Chemical-biology approach to delineate the mechanism of action of HIV-1 latency reversing agents

摘要

Prostratin exhibits potent HIV-1 latency reversing activity, yet its molecular mechanism of action has not been defined in detail. Here, we used a novel chemical biology approach which revealed that the protein kinase C-mitogen activated protein kinase kinase (PKC-Mel) pathway is essential for prostratin-induced reactivation of latent HIV-1 provirus. We identified 7 different Mek inhibitors using our approach that constantly impaired prostratin-induced reactivation. We also identified PKC inhibitors, Raf kinase inhibitors, and extracellular signal-regulated kinases (Erk) inhibitors that blocked prostratin-induced reversal of HIV-1 latency.
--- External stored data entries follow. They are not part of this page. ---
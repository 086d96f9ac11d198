//! Error types for promptpool.

use crate::protocol::WorkerId;

/// Top-level error type for the coordinator.
#[derive(Debug, thiserror::Error)]
pub enum Error {
    #[error("Configuration error: {0}")]
    Config(#[from] ConfigError),

    #[error("Store error: {0}")]
    Store(#[from] StoreError),

    #[error("Registry error: {0}")]
    Registry(#[from] RegistryError),

    #[error("Transport error: {0}")]
    Transport(#[from] TransportError),

    #[error("Router error: {0}")]
    Router(#[from] RouterError),

    #[error("Driver error: {0}")]
    Driver(#[from] DriverError),
}

/// Configuration-related errors.
#[derive(Debug, thiserror::Error)]
pub enum ConfigError {
    #[error("Invalid endpoint descriptor {value:?}: {reason}")]
    InvalidEndpoint { value: String, reason: String },

    #[error("Invalid configuration value for {key}: {message}")]
    InvalidValue { key: String, message: String },

    #[error("Missing required configuration: {key}. {hint}")]
    MissingRequired { key: String, hint: String },
}

/// Shared-store errors.
#[derive(Debug, thiserror::Error)]
pub enum StoreError {
    #[error("Serialization error: {0}")]
    Serialization(#[from] serde_json::Error),

    #[error("Store backend error: {0}")]
    Backend(String),
}

/// Worker-registry errors.
#[derive(Debug, thiserror::Error)]
pub enum RegistryError {
    #[error("Worker {worker} not found")]
    NotFound { worker: WorkerId },

    #[error("Worker {worker} is not free (active request: {active_request:?})")]
    Conflict {
        worker: WorkerId,
        active_request: Option<String>,
    },

    #[error("Worker {worker} cannot transition from {from} to {to}")]
    InvalidTransition {
        worker: WorkerId,
        from: String,
        to: String,
    },

    #[error("Store error: {0}")]
    Store(#[from] StoreError),
}

/// Connection/transport errors.
#[derive(Debug, thiserror::Error)]
pub enum TransportError {
    #[error("Failed to connect to {endpoint}: {reason}")]
    ConnectFailed { endpoint: String, reason: String },

    #[error("Connection {connection} is not connected")]
    NotConnected { connection: String },

    #[error("Send failed on connection {connection}: {reason}")]
    SendFailed { connection: String, reason: String },

    #[error("Unknown connection: {connection}")]
    UnknownConnection { connection: String },
}

/// Inbound-frame routing errors.
#[derive(Debug, thiserror::Error)]
pub enum RouterError {
    #[error("Invalid frame: {0}")]
    Validation(String),

    #[error("Unknown frame type: {0}")]
    UnknownType(String),

    #[error("Registry error: {0}")]
    Registry(#[from] RegistryError),

    #[error("Store error: {0}")]
    Store(#[from] StoreError),
}

/// Automation-driver errors.
#[derive(Debug, thiserror::Error)]
pub enum DriverError {
    #[error("Driver unavailable for worker {worker}: {reason}")]
    Unavailable { worker: WorkerId, reason: String },

    #[error("Driver call failed: {0}")]
    Failed(String),
}

/// Result type alias for the coordinator.
pub type Result<T> = std::result::Result<T, Error>;
//! promptpool — coordination core for a pool of single-task automation workers.

pub mod broadcast;
pub mod config;
pub mod conn;
pub mod driver;
pub mod error;
pub mod monitor;
pub mod protocol;
pub mod registry;
pub mod router;
pub mod store;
Consistent with these observations, the PKC-Ras-Mek-Erk pathway plays an essential role in the mechanism by which prostratin reactivates latent HIV-1. In addition, we identified several kinase inhibitors that activated HIV-1 latent genes in a significant level individually, including CUDC-101, XMD8-92, PD173074, Quizartinib, and CUDC-907. Therefore, this chemical biology approach provides new methods of revealing the molecular mechanism of LRAs into the HIV-1 eradication research. udThe work represented by this thesis holds public health significances lying mainly in enriching the knowledge of HIV-1 latency reversing agents, contributing to the translational study, and the overall advancement of HIV eradication in public health.